Integration question

• Jun 25th 2013, 10:10 PM
downthesun01
Integration question
Can someone show me how

$\displaystyle \int_{0}^{\infty}t^{k}e^{-at}dt=\frac{k!}{a^{k+1}}\text{ where }k\geq 0 \text{ is an integer and }a>0$

I understand that you repeatedly integrate by parts, but how does everything reduce to $\displaystyle \frac{k!}{a^{k+1}}$?

Thanks
• Jun 26th 2013, 01:05 AM
JJacquelin
Re: Integration question
Quote:

Originally Posted by downthesun01
Can someone show me how

$\displaystyle \int_{0}^{\infty}t^{k}e^{-at}dt=\frac{k!}{a^{k+1}}\text{ where }k\geq 0 \text{ is an integer and }a>0$

I understand that you repeatedly integrate by parts, but how does everything reduce to $\displaystyle \frac{k!}{a^{k+1}}$?

Thanks

Did you repeatedly integrate it by parts and see what happend ? Show us what you have done.
• Jun 26th 2013, 01:55 AM
Prove It
Re: Integration question
Quote:

Originally Posted by downthesun01
Can someone show me how

$\displaystyle \int_{0}^{\infty}t^{k}e^{-at}dt=\frac{k!}{a^{k+1}}\text{ where }k\geq 0 \text{ is an integer and }a>0$

I understand that you repeatedly integrate by parts, but how does everything reduce to $\displaystyle \frac{k!}{a^{k+1}}$?

Thanks

\displaystyle \displaystyle \begin{align*} \int_0^{\infty}{ t^k \, e^{ -a \, t } \, dt } &= \frac{1}{ a^{k+1} } \int_0^{\infty}{ a^{k+1} \, t^k \, e^{-a\,t} \, dt } \\ &= \frac{1}{a^{k+1}} \int_0^{\infty}{ a \left( a\,t \right) ^k\, e^{-a\,t}\,dt} \\ &= \frac{1}{a^{k+1}}\int_0^{\infty}{ u^k\, e^{-u}\,du } \textrm{ after making the substitution } u = a\,t \implies du = a\,dt \\ &= \frac{1}{a^{k+1}} \int_0^{\infty}{ u^{(k+1) - 1} \, e^{-u}\,du } \\ &= \frac{1}{a^{k+1}}\,\Gamma{ \left( k + 1 \right) } \\ &= \frac{k!}{a^{k+1}} \textrm{ since } \Gamma{ (n)} = (n - 1)! \textrm{ if } n \in \mathbf{Z} \end{align*}
• Jun 26th 2013, 01:59 AM
downthesun01
Re: Integration question
Here's what I have after integrating by parts 10 times:

$\displaystyle \frac{-t^{k}}{a}e^{-at}+\frac{kt^{k-1}}{a^2}e^{-at}-\frac{k(k-1)t^{k-2}}{a^3}e^{-at}-...+\frac{k(k-1)(k-2)(k-3)(k-4)(k-5)(k-6)(k-7)(k-8)t^{k-9}}{a^{10}}e^{-at}$
• Jun 26th 2013, 02:05 AM
downthesun01
Re: Integration question
Thank you. Where does the gamma come from?

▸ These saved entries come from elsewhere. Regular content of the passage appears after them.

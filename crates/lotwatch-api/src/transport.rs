// Transport configuration for building `reqwest::Client` instances.
//
// The dashboard API authenticates with a session cookie; some deployments
// additionally expect an `x-api-key` header. Both are attached here so the
// rest of the crate never deals with auth plumbing.

use std::sync::Arc;
use std::time::Duration;

use reqwest::cookie::Jar;
use reqwest::header::{HeaderMap, HeaderValue, ACCEPT};
use secrecy::{ExposeSecret, SecretString};
use url::Url;

use crate::error::Error;

/// Shared transport configuration for building HTTP clients.
#[derive(Debug, Clone)]
pub struct TransportConfig {
    /// Session cookie value, stored into the jar for the API origin.
    pub session_cookie: Option<SecretString>,
    /// Optional deployment API key, sent as `x-api-key` on every request.
    pub api_key: Option<SecretString>,
    /// Accept self-signed certificates (lab deployments).
    pub danger_accept_invalid_certs: bool,
    pub timeout: Duration,
}

impl Default for TransportConfig {
    fn default() -> Self {
        Self {
            session_cookie: None,
            api_key: None,
            danger_accept_invalid_certs: false,
            timeout: Duration::from_secs(30),
        }
    }
}

impl TransportConfig {
    /// Build a `reqwest::Client` for the given API origin.
    ///
    /// The cookie jar is seeded with the session cookie (if any) scoped to
    /// `base_url`, and default headers carry `Accept: application/json`
    /// plus the API key header when configured.
    pub fn build_client(&self, base_url: &Url) -> Result<reqwest::Client, Error> {
        let jar = Arc::new(Jar::default());
        if let Some(ref cookie) = self.session_cookie {
            jar.add_cookie_str(&format!("session={}", cookie.expose_secret()), base_url);
        }

        let mut headers = HeaderMap::new();
        headers.insert(ACCEPT, HeaderValue::from_static("application/json"));
        if let Some(ref key) = self.api_key {
            headers.insert(
                "x-api-key",
                HeaderValue::from_str(key.expose_secret())
                    .map_err(|e| Error::ClientBuild(format!("invalid API key header: {e}")))?,
            );
        }

        let mut builder = reqwest::Client::builder()
            .timeout(self.timeout)
            .user_agent("lotwatch/0.1.0")
            .default_headers(headers)
            .cookie_provider(jar);

        if self.danger_accept_invalid_certs {
            builder = builder.danger_accept_invalid_certs(true);
        }

        builder
            .build()
            .map_err(|e| Error::ClientBuild(format!("failed to build HTTP client: {e}")))
    }
}

#[cfg(test)]
mod tests {
    use super::*;

    fn base_url() -> Url {
        "http://dashboard.example".parse().expect("valid URL")
    }

    #[test]
    fn builds_with_defaults() {
        let config = TransportConfig::default();
        assert!(config.build_client(&base_url()).is_ok());
    }

    #[test]
    fn invalid_api_key_is_a_client_build_error() {
        let config = TransportConfig {
            api_key: Some(SecretString::from("bad\nkey")),
            ..TransportConfig::default()
        };
        let err = config
            .build_client(&base_url())
            .expect_err("header value with a newline must be rejected");
        assert!(
            matches!(err, Error::ClientBuild(_)),
            "expected ClientBuild, got: {err:?}"
        );
        assert!(err.to_string().contains("API key"), "got: {err}");
    }
}
// lotwatch-core: Canonical model and refresh loop between lotwatch-api and
// consumers (CLI).

pub mod model;
pub mod normalize;
pub mod poller;
pub mod render;

// ── Primary re-exports ──────────────────────────────────────────────
pub use model::{Device, Slot};
pub use normalize::{normalize_device, normalize_slots, resolve};
pub use poller::{poll_once, DashboardView, Poller};
pub use render::{escape_html, render_devices, render_page, CommandRoutes};
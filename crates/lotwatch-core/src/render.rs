// ── Renderer ──
//
// Pure mapping from the canonical device list to an HTML fragment. No I/O
// and no state: the poll loop calls this once per cycle and fully replaces
// whatever was displayed before. All text that originated on the wire goes
// through `escape_html` before insertion.

use std::fmt::Write as _;

use crate::model::{Device, Slot};

/// Escape text for safe insertion into HTML.
pub fn escape_html(raw: &str) -> String {
    let mut out = String::with_capacity(raw.len());
    for ch in raw.chars() {
        match ch {
            '&' => out.push_str("&amp;"),
            '<' => out.push_str("&lt;"),
            '>' => out.push_str("&gt;"),
            '"' => out.push_str("&quot;"),
            '\'' => out.push_str("&#039;"),
            _ => out.push(ch),
        }
    }
    out
}

fn encode_query(raw: &str) -> String {
    url::form_urlencoded::byte_serialize(raw.as_bytes()).collect()
}

/// Builds the command-endpoint targets the admin controls post to.
///
/// Passed into the renderer explicitly so the display layer never reaches
/// for a process-wide dispatch hook; swapping the API mount point means
/// constructing different routes, not editing markup.
#[derive(Debug, Clone)]
pub struct CommandRoutes {
    base: String,
}

impl Default for CommandRoutes {
    fn default() -> Self {
        Self::new("/api/cmd")
    }
}

impl CommandRoutes {
    pub fn new(base: impl Into<String>) -> Self {
        let mut base = base.into();
        while base.ends_with('/') {
            base.pop();
        }
        Self { base }
    }

    pub fn open_gate(&self, device_id: &str) -> String {
        format!("{}/open-gate?deviceId={}", self.base, encode_query(device_id))
    }

    pub fn exit_approved(&self, device_id: &str, approved: bool) -> String {
        format!(
            "{}/exit-approved?deviceId={}&approved={approved}",
            self.base,
            encode_query(device_id)
        )
    }

    pub fn book_slot(&self, device_id: &str, slot: u8) -> String {
        format!(
            "{}/book-slots?deviceId={}&slot{slot}=true",
            self.base,
            encode_query(device_id)
        )
    }

    pub fn clear_bookings(&self, device_id: &str) -> String {
        format!("{}/book-slots?deviceId={}", self.base, encode_query(device_id))
    }
}

// ── Fragments ───────────────────────────────────────────────────────

fn control(out: &mut String, action: &str, label: &str) {
    let _ = write!(
        out,
        r#"<form class="control" method="post" action="{}"><button type="submit">{}</button></form>"#,
        escape_html(action),
        escape_html(label),
    );
}

fn slot_badge(slot: &Slot) -> String {
    let occupancy = if slot.occupied { "Occupied" } else { "Free" };
    let booking = if slot.booked { "Booked" } else { "Not booked" };
    format!(
        concat!(
            r#"<div class="slot">"#,
            r#"<div class="slot-name">Slot {id}</div>"#,
            r#"<span class="badge {occ_class}">{occupancy}</span>"#,
            r#"<span class="badge {book_class}">{booking}</span>"#,
            "</div>"
        ),
        id = slot.id,
        occ_class = if slot.occupied { "occupied" } else { "free" },
        occupancy = occupancy,
        book_class = if slot.booked { "booked" } else { "unbooked" },
        booking = booking,
    )
}

fn admin_panel(device: &Device, routes: &CommandRoutes) -> String {
    if !device.is_admin {
        return r#"<div class="admin-hidden">Admin controls hidden (user mode).</div>"#.into();
    }

    let id = &device.device_id;
    let mut out = String::from(r#"<div class="admin"><div class="admin-title">Admin Controls</div>"#);
    control(&mut out, &routes.open_gate(id), "Open Gate");
    control(&mut out, &routes.exit_approved(id, true), "Approve Exit");
    control(&mut out, &routes.exit_approved(id, false), "Revoke Exit");
    for slot in 1..=4u8 {
        control(&mut out, &routes.book_slot(id, slot), &format!("Book Slot {slot}"));
    }
    control(&mut out, &routes.clear_bookings(id), "Clear All Bookings");
    out.push_str("</div>");
    out
}

fn device_card(device: &Device, routes: &CommandRoutes) -> String {
    let last_seen = device.last_seen.as_deref().unwrap_or("unknown");
    let msg_count = device
        .last_msg_count
        .map_or_else(|| "-".to_owned(), |n| n.to_string());
    let slots: String = device.slots.iter().map(slot_badge).collect();

    format!(
        concat!(
            r#"<section class="device">"#,
            r#"<header><h2>{device_id}</h2>"#,
            r#"<div class="last-seen">Last seen: {last_seen}</div>"#,
            r#"<div class="msg-count">MsgCount <strong>{msg_count}</strong></div>"#,
            "</header>",
            r#"<div class="metrics">"#,
            r#"<div class="metric">Entrance (cm) <strong>{entrance_cm}</strong></div>"#,
            r#"<div class="metric">Exit Approved <strong>{exit}</strong></div>"#,
            "</div>",
            r#"<div class="slots">{slots}</div>"#,
            "{admin}",
            "</section>"
        ),
        device_id = escape_html(&device.device_id),
        last_seen = escape_html(last_seen),
        msg_count = escape_html(&msg_count),
        entrance_cm = device.entrance_cm,
        exit = if device.exit_approved { "YES" } else { "NO" },
        slots = slots,
        admin = admin_panel(device, routes),
    )
}

/// Render the device list to an HTML fragment, one card per device.
pub fn render_devices(devices: &[Device], routes: &CommandRoutes) -> String {
    devices.iter().map(|d| device_card(d, routes)).collect()
}

/// Render a complete dashboard page around an already-rendered card
/// fragment, with the status line on top.
///
/// The page refreshes itself on the poll cadence so a browser pointed at
/// the written file tracks the loop without any script. `cards` is trusted
/// markup (output of [`render_devices`]); `status` is escaped here.
pub fn render_page(status: &str, cards: &str) -> String {
    format!(
        concat!(
            "<!doctype html><html><head><meta charset=\"utf-8\">",
            "<meta http-equiv=\"refresh\" content=\"2\">",
            "<title>lotwatch</title></head><body>",
            r#"<div id="statusText">{status}</div>"#,
            r#"<div id="devices">{cards}</div>"#,
            "</body></html>"
        ),
        status = escape_html(status),
        cards = cards,
    )
}
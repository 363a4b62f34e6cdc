mod cli;
mod commands;
mod config;
mod error;
mod output;

use clap::Parser;
use tracing_subscriber::EnvFilter;

use crate::cli::{Cli, Command};
use crate::error::CliError;

#[tokio::main]
async fn main() {
    let cli = Cli::parse();

    init_tracing(cli.global.verbose);

    if let Err(err) = run(cli).await {
        let code = err.exit_code();
        eprintln!("{:?}", miette::Report::new(err));
        std::process::exit(code);
    }
}

fn init_tracing(verbosity: u8) {
    let filter = match verbosity {
        0 => "warn",
        1 => "info",
        2 => "debug",
        _ => "trace",
    };

    tracing_subscriber::fmt()
        .with_env_filter(
            EnvFilter::try_from_default_env().unwrap_or_else(|_| EnvFilter::new(filter)),
        )
        .with_target(false)
        .init();
}

async fn run(cli: Cli) -> Result<(), CliError> {
    // Completions need no config at all
    if let Command::Completions { shell } = &cli.command {
        use clap::CommandFactory;
        let mut cmd = Cli::command();
        clap_complete::generate(*shell, &mut cmd, "lotwatch", &mut std::io::stdout());
        return Ok(());
    }

    let cfg = config::load_config()?;

    match cli.command {
        Command::Login(args) => commands::login::handle(args, &cli.global, cfg).await,

        Command::Watch(args) => {
            let client = commands::build_client(&cli.global, &cfg)?;
            commands::watch::handle(client, args, &cli.global, &cfg).await
        }

        Command::Devices => {
            let client = commands::build_client(&cli.global, &cfg)?;
            commands::devices::handle(&client, &cli.global).await
        }

        Command::OpenGate { device } => {
            let client = commands::build_client(&cli.global, &cfg)?;
            commands::gate::open(&client, &device, &cli.global).await
        }

        Command::Exit(args) => {
            let client = commands::build_client(&cli.global, &cfg)?;
            commands::exit_approval::handle(&client, args.command, &cli.global).await
        }

        Command::Book(args) => {
            let client = commands::build_client(&cli.global, &cfg)?;
            commands::book::handle(&client, args, &cli.global).await
        }

        Command::Completions { .. } => unreachable!("handled above"),
    }
}
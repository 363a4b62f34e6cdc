//! One-shot device listing.

use tabled::Tabled;

use lotwatch_api::ApiClient;
use lotwatch_core::normalize::normalize_device;
use lotwatch_core::Device;

use crate::cli::{GlobalOpts, OutputFormat};
use crate::error::CliError;
use crate::output;

#[derive(Tabled)]
struct DeviceRow {
    #[tabled(rename = "Device")]
    device: String,
    #[tabled(rename = "Last seen")]
    last_seen: String,
    #[tabled(rename = "MsgCount")]
    msg_count: String,
    #[tabled(rename = "Entrance (cm)")]
    entrance_cm: String,
    #[tabled(rename = "Exit")]
    exit: String,
    #[tabled(rename = "Slots")]
    slots: String,
    #[tabled(rename = "Admin")]
    admin: String,
}

impl From<&Device> for DeviceRow {
    fn from(d: &Device) -> Self {
        Self {
            device: d.device_id.clone(),
            last_seen: d.last_seen.clone().unwrap_or_else(|| "unknown".into()),
            msg_count: d
                .last_msg_count
                .map_or_else(|| "-".into(), |n| n.to_string()),
            entrance_cm: d.entrance_cm.to_string(),
            exit: if d.exit_approved { "YES" } else { "NO" }.into(),
            slots: format!("{}/{} occupied", d.occupied_count(), d.slots.len()),
            admin: if d.is_admin { "yes" } else { "no" }.into(),
        }
    }
}

fn device_json(d: &Device) -> serde_json::Value {
    serde_json::json!({
        "deviceId": d.device_id,
        "entranceCm": d.entrance_cm,
        "exitApproved": d.exit_approved,
        "lastMsgCount": d.last_msg_count,
        "lastSeen": d.last_seen,
        "isAdmin": d.is_admin,
        "slots": d.slots.iter().map(|s| serde_json::json!({
            "id": s.id,
            "occupied": s.occupied,
            "booked": s.booked,
        })).collect::<Vec<_>>(),
    })
}

pub async fn handle(client: &ApiClient, global: &GlobalOpts) -> Result<(), CliError> {
    let records = client.fetch_devices().await?;
    let devices: Vec<Device> = records.iter().map(normalize_device).collect();

    match global.output {
        OutputFormat::Table => {
            println!(
                "{}",
                output::table(devices.iter().map(DeviceRow::from))
            );
            if !global.quiet {
                eprintln!("Devices: {}", devices.len());
            }
        }
        OutputFormat::Json => {
            let payload: Vec<_> = devices.iter().map(device_json).collect();
            println!(
                "{}",
                serde_json::to_string_pretty(&payload).unwrap_or_else(|_| "[]".into())
            );
        }
    }

    Ok(())
}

Nevermind, I looked up the gamma function.
• Jun 26th 2013, 02:10 AM
Prove It
Re: Integration question
It's the Gamma Function, which is the continuous function you get if you interpolate the Factorial function so it is defined over most numbers instead of just the positive integers.
• Jun 26th 2013, 03:45 AM
JJacquelin
Re: Integration question
Quote:

Originally Posted by downthesun01
Here's what I have after integrating by parts 10 times:

$\displaystyle \frac{-t^{k}}{a}e^{-at}+\frac{kt^{k-1}}{a^2}e^{-at}-\frac{k(k-1)t^{k-2}}{a^3}e^{-at}-...+\frac{k(k-1)(k-2)(k-3)(k-4)(k-5)(k-6)(k-7)(k-8)t^{k-9}}{a^{10}}e^{-at}$

You are on the good track !
But in the result of each intagration by part , there is a remaining integral (to be used at the next step). Where is the last remaining integral ?
You did it 10 times. OK. But what happend before, if k=4 for example ?
And do not forget that the limits of the integral are t=0 and t=infinity. Where are they applied into your result ?